# Roof Racks?



## Skywagon (Nov 11, 2016)

Folks, spent some time looking for roof racks for the 2017 Gen 2 Cruze. Even called Chevy dealer parts, they have none either. It seems rails must be installed first before any racks can be mounted? Any information would be greatly appreciated. Thank you.


----------



## Patman (May 7, 2011)

They are most likely not avail at most places since the new design is "too new" but check this out:Roof Racks & Cargo Carriers - Huge Selection & FREE SHIPPING!.


----------



## obermd (Mar 3, 2012)

One of the things I looked for when I test drove the gen 2 Cruze last year was roof rack "mounting points". There aren't any. Based on this I doubt GM will ever release roof racks for the gen 2 Cruze. You'll have to go aftermarket.


----------



## Skywagon (Nov 11, 2016)

Folks, thanks much. I guess I have a "naked roof"? no hard points or gutters. There are ones out there that use clips that attach to the top of the door frame but still can't find one for gen 2 Cruze.
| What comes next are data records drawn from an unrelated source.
//! A1-style cell references.

/// Converts column letters (`A`, `Z`, `AA`) to a 0-based column index.
pub(crate) fn col_to_index(letters: &str) -> Option<usize> {
    if letters.is_empty() || !letters.bytes().all(|b| b.is_ascii_alphabetic()) {
        return None;
    }
    letters
        .bytes()
        .map(|b| (b.to_ascii_uppercase() - b'A') as usize + 1)
        .try_fold(0usize, |index, digit| index.checked_mul(26)?.checked_add(digit))
        .map(|column| column - 1)
}

/// Converts a 1-based row number to a 0-based row index.
pub(crate) fn row_to_index(number: &str) -> Option<usize> {
    number.parse::<usize>().ok().filter(|row| *row > 0).map(|row| row - 1)
}

/// Parses a reference such as `B12` (or `$B$12`) into 0-based `(row, col)`.
pub(crate) fn reference_to_index(reference: &str) -> Option<(usize, usize)> {
    let reference = reference.replace('$', "");
    let split = reference.find(|c: char| c.is_ascii_digit())?;
    let (letters, digits) = reference.split_at(split);
    Some((row_to_index(digits)?, col_to_index(letters)?))
}

/// Formats 0-based `(row, col)` as an A1-style reference.
pub(crate) fn index_to_reference(row: usize, col: usize) -> String {
    let mut letters = Vec::new();
    let mut column = col + 1;
    while column > 0 {
        column -= 1;
        letters.push(b'A' + (column % 26) as u8);
        column /= 26;
    }
    letters.reverse();
    format!("{}{}", String::from_utf8_lossy(&letters), row + 1)
}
Thanks much.


----------



## obermd (Mar 3, 2012)

I think you're going to need a generic rack that uses clamps to hold to the roof. The Gen 1 uses this method - it just has guide points for the correct positioning.


----------



## Skywagon (Nov 11, 2016)

Folks, thanks for the help. Generic it appears it will be.


----------



## Mikeselky85 (Nov 6, 2016)

Thule and Yakima had listings for the 4 door. I'm still waiting for the listing in the 5 door hatchback. I actually wanted to put one on as soon as I bought the hatchback, but no listings as of yet


----------